### TASK TO COMPLETE
Report each line of the entries that includes "PolicyError" by copying it.

### INFORMATION
---+---

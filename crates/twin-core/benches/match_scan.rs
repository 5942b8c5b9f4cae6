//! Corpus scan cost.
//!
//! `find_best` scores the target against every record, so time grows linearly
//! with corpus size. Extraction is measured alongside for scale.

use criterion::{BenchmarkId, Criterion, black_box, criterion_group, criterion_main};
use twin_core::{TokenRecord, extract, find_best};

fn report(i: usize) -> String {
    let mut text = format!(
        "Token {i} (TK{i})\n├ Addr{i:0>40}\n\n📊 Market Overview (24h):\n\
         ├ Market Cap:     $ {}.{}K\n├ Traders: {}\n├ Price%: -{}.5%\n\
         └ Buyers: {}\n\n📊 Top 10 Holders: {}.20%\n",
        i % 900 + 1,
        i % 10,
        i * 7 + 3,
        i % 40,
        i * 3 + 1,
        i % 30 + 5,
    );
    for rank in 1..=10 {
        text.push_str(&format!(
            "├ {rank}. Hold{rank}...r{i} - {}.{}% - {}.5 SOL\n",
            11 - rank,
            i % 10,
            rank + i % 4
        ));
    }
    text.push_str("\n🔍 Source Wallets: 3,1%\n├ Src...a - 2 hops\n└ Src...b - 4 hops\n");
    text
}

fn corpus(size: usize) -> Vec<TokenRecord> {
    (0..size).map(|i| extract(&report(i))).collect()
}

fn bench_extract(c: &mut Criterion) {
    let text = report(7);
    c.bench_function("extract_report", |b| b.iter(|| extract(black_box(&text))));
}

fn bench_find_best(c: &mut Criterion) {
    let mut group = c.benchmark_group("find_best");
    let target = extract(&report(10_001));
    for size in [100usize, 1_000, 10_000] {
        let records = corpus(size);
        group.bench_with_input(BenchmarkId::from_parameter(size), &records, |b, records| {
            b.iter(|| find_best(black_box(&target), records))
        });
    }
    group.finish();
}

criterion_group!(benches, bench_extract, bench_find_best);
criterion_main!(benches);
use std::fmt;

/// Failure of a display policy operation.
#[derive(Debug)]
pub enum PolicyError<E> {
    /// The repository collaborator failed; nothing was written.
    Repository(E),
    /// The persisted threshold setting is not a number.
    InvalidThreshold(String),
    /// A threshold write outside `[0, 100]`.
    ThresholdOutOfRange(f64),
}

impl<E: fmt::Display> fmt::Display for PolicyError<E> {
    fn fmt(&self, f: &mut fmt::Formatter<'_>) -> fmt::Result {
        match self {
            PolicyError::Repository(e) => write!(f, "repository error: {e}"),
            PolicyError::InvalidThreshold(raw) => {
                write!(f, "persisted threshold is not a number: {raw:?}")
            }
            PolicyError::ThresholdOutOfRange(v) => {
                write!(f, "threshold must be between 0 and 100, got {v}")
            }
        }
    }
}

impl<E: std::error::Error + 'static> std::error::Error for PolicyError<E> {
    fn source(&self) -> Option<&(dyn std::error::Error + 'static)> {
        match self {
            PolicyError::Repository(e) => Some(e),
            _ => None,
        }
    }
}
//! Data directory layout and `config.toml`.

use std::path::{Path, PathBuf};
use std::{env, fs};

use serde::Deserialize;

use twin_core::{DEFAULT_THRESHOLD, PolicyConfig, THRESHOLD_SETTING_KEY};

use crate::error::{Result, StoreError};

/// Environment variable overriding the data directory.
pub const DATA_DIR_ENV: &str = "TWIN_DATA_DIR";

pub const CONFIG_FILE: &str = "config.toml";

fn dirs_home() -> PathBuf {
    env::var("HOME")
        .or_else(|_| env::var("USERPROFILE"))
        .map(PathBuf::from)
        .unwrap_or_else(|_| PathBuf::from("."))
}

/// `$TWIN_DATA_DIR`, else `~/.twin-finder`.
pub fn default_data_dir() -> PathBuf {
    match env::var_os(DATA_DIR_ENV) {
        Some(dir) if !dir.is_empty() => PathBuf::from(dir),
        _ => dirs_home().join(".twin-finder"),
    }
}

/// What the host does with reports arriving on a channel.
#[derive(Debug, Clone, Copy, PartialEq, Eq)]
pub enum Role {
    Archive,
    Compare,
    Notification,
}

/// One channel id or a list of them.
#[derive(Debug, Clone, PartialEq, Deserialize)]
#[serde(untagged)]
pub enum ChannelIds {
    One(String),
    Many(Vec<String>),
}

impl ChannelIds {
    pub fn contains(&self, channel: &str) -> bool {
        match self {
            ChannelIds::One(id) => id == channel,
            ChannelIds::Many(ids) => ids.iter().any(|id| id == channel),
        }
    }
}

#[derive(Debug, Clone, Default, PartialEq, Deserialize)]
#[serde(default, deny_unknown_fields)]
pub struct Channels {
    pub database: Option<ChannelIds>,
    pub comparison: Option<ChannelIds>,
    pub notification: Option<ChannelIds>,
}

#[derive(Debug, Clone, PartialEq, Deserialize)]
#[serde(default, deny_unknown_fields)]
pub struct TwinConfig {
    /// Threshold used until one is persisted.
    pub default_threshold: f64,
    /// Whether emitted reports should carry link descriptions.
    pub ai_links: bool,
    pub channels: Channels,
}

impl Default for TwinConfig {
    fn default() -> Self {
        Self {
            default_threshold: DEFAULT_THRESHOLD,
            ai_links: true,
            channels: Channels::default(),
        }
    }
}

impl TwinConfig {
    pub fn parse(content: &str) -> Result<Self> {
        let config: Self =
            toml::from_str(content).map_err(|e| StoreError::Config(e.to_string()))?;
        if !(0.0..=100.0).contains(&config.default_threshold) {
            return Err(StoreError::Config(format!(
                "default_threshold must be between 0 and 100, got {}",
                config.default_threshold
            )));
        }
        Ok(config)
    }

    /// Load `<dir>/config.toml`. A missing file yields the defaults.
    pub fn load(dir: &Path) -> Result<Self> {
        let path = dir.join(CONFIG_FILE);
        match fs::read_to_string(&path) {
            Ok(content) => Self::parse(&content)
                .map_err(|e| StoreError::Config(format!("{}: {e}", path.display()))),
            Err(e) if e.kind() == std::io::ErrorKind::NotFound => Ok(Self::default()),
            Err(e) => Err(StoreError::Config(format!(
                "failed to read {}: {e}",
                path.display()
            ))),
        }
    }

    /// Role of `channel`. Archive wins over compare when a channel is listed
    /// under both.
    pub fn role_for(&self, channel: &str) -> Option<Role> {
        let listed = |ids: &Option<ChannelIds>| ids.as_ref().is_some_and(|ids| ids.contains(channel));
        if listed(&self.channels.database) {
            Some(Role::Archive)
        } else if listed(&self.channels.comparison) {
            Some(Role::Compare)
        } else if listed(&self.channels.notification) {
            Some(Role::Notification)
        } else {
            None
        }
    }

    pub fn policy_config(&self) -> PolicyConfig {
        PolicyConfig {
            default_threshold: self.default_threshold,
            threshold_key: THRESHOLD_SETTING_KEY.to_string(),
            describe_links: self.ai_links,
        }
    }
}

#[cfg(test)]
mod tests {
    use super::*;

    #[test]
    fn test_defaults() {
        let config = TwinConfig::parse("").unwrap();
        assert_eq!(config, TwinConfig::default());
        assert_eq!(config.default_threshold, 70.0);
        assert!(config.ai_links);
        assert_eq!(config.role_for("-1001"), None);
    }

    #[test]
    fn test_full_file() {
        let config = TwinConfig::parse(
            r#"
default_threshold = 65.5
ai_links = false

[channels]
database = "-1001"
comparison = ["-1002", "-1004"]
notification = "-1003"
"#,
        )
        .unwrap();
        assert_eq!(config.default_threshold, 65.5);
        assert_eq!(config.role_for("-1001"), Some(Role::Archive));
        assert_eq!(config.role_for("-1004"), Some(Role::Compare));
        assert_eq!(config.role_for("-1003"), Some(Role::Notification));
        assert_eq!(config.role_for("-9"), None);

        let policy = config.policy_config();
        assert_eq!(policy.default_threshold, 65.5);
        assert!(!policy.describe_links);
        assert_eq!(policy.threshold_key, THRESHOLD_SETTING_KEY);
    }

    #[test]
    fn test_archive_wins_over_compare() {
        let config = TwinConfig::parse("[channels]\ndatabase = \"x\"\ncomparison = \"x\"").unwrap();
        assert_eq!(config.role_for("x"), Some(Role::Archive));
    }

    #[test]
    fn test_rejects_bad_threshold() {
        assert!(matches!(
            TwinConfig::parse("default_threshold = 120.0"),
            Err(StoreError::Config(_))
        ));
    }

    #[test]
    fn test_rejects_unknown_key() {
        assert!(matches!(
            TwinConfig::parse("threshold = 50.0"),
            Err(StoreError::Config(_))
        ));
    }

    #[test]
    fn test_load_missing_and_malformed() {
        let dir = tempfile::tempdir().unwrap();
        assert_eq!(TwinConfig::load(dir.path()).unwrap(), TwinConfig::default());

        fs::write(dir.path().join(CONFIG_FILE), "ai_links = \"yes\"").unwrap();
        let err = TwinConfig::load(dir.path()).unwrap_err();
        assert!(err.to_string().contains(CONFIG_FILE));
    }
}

---+---

### SOLUTION BELOW
pub enum PolicyError<E> {
impl<E: fmt::Display> fmt::Display for PolicyError<E> {
            PolicyError::Repository(e) => write!(f, "repository error: {e}"),
            PolicyError::InvalidThreshold(raw) => {
            PolicyError::ThresholdOutOfRange(v) => {
impl<E: std::error::Error + 'static> std::error::Error for PolicyError<E> {
            PolicyError::Repository(e) => Some(e),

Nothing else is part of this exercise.